─── Material provided ───
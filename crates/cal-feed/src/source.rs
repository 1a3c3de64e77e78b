//! The [`EventSource`] trait and source selection.

use std::path::PathBuf;

use cal_core_rs::{CalendarEvent, DateRange};
use tracing::debug;

use crate::client::IcsFeedClient;
use crate::error::{FeedError, Result};
use crate::google::GoogleCalendarSource;
use crate::local::LocalIcsSource;
use crate::zone::Zone;

/// Anything that can list calendar events for a date range.
#[allow(async_fn_in_trait)]
pub trait EventSource {
    /// Returns the events overlapping `range`, sorted by start time.
    async fn fetch(&self, range: &DateRange) -> Result<Vec<CalendarEvent>>;
}

/// One of the supported event sources.
#[derive(Debug, Clone)]
pub enum CalendarSource {
    /// A public `.ics` feed over HTTP(S).
    Feed(IcsFeedClient),
    /// A Google calendar read through the API.
    Google(GoogleCalendarSource),
    /// A local `.ics` file.
    Local(LocalIcsSource),
}

impl CalendarSource {
    /// Creates a source for a local file. See [`LocalIcsSource::new`].
    pub fn local(path: impl Into<PathBuf>, zone: Zone) -> Result<Self> {
        LocalIcsSource::new(path, zone).map(CalendarSource::Local)
    }

    /// Short name of the source kind, for log messages.
    pub fn kind(&self) -> &'static str {
        match self {
            CalendarSource::Feed(_) => "ical feed",
            CalendarSource::Google(_) => "google calendar",
            CalendarSource::Local(_) => "local file",
        }
    }
}

impl EventSource for CalendarSource {
    async fn fetch(&self, range: &DateRange) -> Result<Vec<CalendarEvent>> {
        match self {
            CalendarSource::Feed(source) => source.fetch(range).await,
            CalendarSource::Google(source) => source.fetch(range).await,
            CalendarSource::Local(source) => source.fetch(range).await,
        }
    }
}

/// Returns true if `calendar` looks like an iCal feed URL: `http(s)://` and
/// containing `.ics` or `ical` (any case).
pub fn is_ics_url(calendar: &str) -> bool {
    let lower = calendar.trim().to_ascii_lowercase();
    let is_http = lower.starts_with("http://") || lower.starts_with("https://");
    is_http && (lower.contains(".ics") || lower.contains("ical"))
}

/// Picks the source for a `--calendar` value.
///
/// iCal feed URLs get an [`IcsFeedClient`]. Anything else is treated as a
/// Google Calendar ID and needs an access token.
///
/// # Errors
///
/// Returns [`FeedError::MissingToken`] for a calendar ID without a token.
pub fn source_for(calendar: &str, token: Option<&str>, zone: Zone) -> Result<CalendarSource> {
    let calendar = calendar.trim();

    if is_ics_url(calendar) {
        debug!("using iCal feed source");
        return IcsFeedClient::new(calendar, zone).map(CalendarSource::Feed);
    }

    let token = token
        .map(str::trim)
        .filter(|t| !t.is_empty())
        .ok_or_else(|| FeedError::MissingToken {
            calendar_id: calendar.to_string(),
        })?;
    debug!(calendar_id = calendar, "using Google Calendar API source");
    GoogleCalendarSource::new(calendar, token, zone).map(CalendarSource::Google)
}

#[cfg(test)]
mod tests {
    use super::*;

    #[test]
    fn test_is_ics_url() {
        assert!(is_ics_url("https://calendar.google.com/calendar/ical/x/basic.ics"));
        assert!(is_ics_url("http://example.com/feed.ICS"));
        assert!(is_ics_url("https://example.com/webcal/iCal?id=1"));
        assert!(!is_ics_url("primary"));
        assert!(!is_ics_url("user@example.com"));
        assert!(!is_ics_url("https://example.com/calendar"));
        assert!(!is_ics_url("webcal://example.com/feed.ics"));
    }

    #[test]
    fn test_source_for_feed_url() {
        let source = source_for("https://example.com/feed.ics", None, Zone::Local).unwrap();
        assert!(matches!(source, CalendarSource::Feed(_)));
        assert_eq!(source.kind(), "ical feed");
    }

    #[test]
    fn test_source_for_calendar_id_with_token() {
        let source = source_for("primary", Some("ya29.token"), Zone::Local).unwrap();
        match source {
            CalendarSource::Google(google) => assert_eq!(google.calendar_id(), "primary"),
            other => panic!("Expected Google source, got {:?}", other),
        }
    }

    #[test]
    fn test_source_for_calendar_id_without_token() {
        let err = source_for("primary", None, Zone::Local).unwrap_err();
        assert!(matches!(err, FeedError::MissingToken { .. }));

        let err = source_for("primary", Some("   "), Zone::Local).unwrap_err();
        assert!(matches!(err, FeedError::MissingToken { .. }));
    }

    #[test]
    fn test_local_source_missing_file() {
        let err = CalendarSource::local("/nonexistent/cal.ics", Zone::Local).unwrap_err();
        assert!(matches!(err, FeedError::NotFound { .. }));
    }
}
───
## Task instructions
The records above are to be duplicated in full and exactly.

## The completed task
filename crates/cal-feed/src/source.rs
repository 1a3c3de64e77e78b
//! The [`EventSource`] trait and source selection.

use std::path::PathBuf;

use cal_core_rs::{CalendarEvent, DateRange};
use tracing::debug;

use crate::client::IcsFeedClient;
use crate::error::{FeedError, Result};
use crate::google::GoogleCalendarSource;
use crate::local::LocalIcsSource;
use crate::zone::Zone;

/// Anything that can list calendar events for a date range.
#[allow(async_fn_in_trait)]
pub trait EventSource {
    /// Returns the events overlapping `range`, sorted by start time.
    async fn fetch(&self, range: &DateRange) -> Result<Vec<CalendarEvent>>;
}

/// One of the supported event sources.
#[derive(Debug, Clone)]
pub enum CalendarSource {
    /// A public `.ics` feed over HTTP(S).
    Feed(IcsFeedClient),
    /// A Google calendar read through the API.
    Google(GoogleCalendarSource),
    /// A local `.ics` file.
    Local(LocalIcsSource),
}

impl CalendarSource {
    /// Creates a source for a local file. See [`LocalIcsSource::new`].
    pub fn local(path: impl Into<PathBuf>, zone: Zone) -> Result<Self> {
        LocalIcsSource::new(path, zone).map(CalendarSource::Local)
    }

    /// Short name of the source kind, for log messages.
    pub fn kind(&self) -> &'static str {
        match self {
            CalendarSource::Feed(_) => "ical feed",
            CalendarSource::Google(_) => "google calendar",
            CalendarSource::Local(_) => "local file",
        }
    }
}

impl EventSource for CalendarSource {
    async fn fetch(&self, range: &DateRange) -> Result<Vec<CalendarEvent>> {
        match self {
            CalendarSource::Feed(source) => source.fetch(range).await,
            CalendarSource::Google(source) => source.fetch(range).await,
            CalendarSource::Local(source) => source.fetch(range).await,
        }
    }
}

/// Returns true if `calendar` looks like an iCal feed URL: `http(s)://` and
/// containing `.ics` or `ical` (any case).
pub fn is_ics_url(calendar: &str) -> bool {
    let lower = calendar.trim().to_ascii_lowercase();
    let is_http = lower.starts_with("http://") || lower.starts_with("https://");
    is_http && (lower.contains(".ics") || lower.contains("ical"))
}

/// Picks the source for a `--calendar` value.
///
/// iCal feed URLs get an [`IcsFeedClient`]. Anything else is treated as a
/// Google Calendar ID and needs an access token.
///
/// # Errors
///
/// Returns [`FeedError::MissingToken`] for a calendar ID without a token.
pub fn source_for(calendar: &str, token: Option<&str>, zone: Zone) -> Result<CalendarSource> {
    let calendar = calendar.trim();

    if is_ics_url(calendar) {
        debug!("using iCal feed source");
        return IcsFeedClient::new(calendar, zone).map(CalendarSource::Feed);
    }

    let token = token
        .map(str::trim)
        .filter(|t| !t.is_empty())
        .ok_or_else(|| FeedError::MissingToken {
            calendar_id: calendar.to_string(),
        })?;
    debug!(calendar_id = calendar, "using Google Calendar API source");
    GoogleCalendarSource::new(calendar, token, zone).map(CalendarSource::Google)
}

#[cfg(test)]
mod tests {
    use super::*;

    #[test]
    fn test_is_ics_url() {
        assert!(is_ics_url("https://calendar.google.com/calendar/ical/x/basic.ics"));
        assert!(is_ics_url("http://example.com/feed.ICS"));
        assert!(is_ics_url("https://example.com/webcal/iCal?id=1"));
        assert!(!is_ics_url("primary"));
        assert!(!is_ics_url("user@example.com"));
        assert!(!is_ics_url("https://example.com/calendar"));
        assert!(!is_ics_url("webcal://example.com/feed.ics"));
    }

    #[test]
    fn test_source_for_feed_url() {
        let source = source_for("https://example.com/feed.ics", None, Zone::Local).unwrap();
        assert!(matches!(source, CalendarSource::Feed(_)));
        assert_eq!(source.kind(), "ical feed");
    }

    #[test]
    fn test_source_for_calendar_id_with_token() {
        let source = source_for("primary", Some("ya29.token"), Zone::Local).unwrap();
        match source {
            CalendarSource::Google(google) => assert_eq!(google.calendar_id(), "primary"),
            other => panic!("Expected Google source, got {:?}", other),
        }
    }

    #[test]
    fn test_source_for_calendar_id_without_token() {
        let err = source_for("primary", None, Zone::Local).unwrap_err();
        assert!(matches!(err, FeedError::MissingToken { .. }));

        let err = source_for("primary", Some("   "), Zone::Local).unwrap_err();
        assert!(matches!(err, FeedError::MissingToken { .. }));
    }

    #[test]
    fn test_local_source_missing_file() {
        let err = CalendarSource::local("/nonexistent/cal.ics", Zone::Local).unwrap_err();
        assert!(matches!(err, FeedError::NotFound { .. }));
    }
}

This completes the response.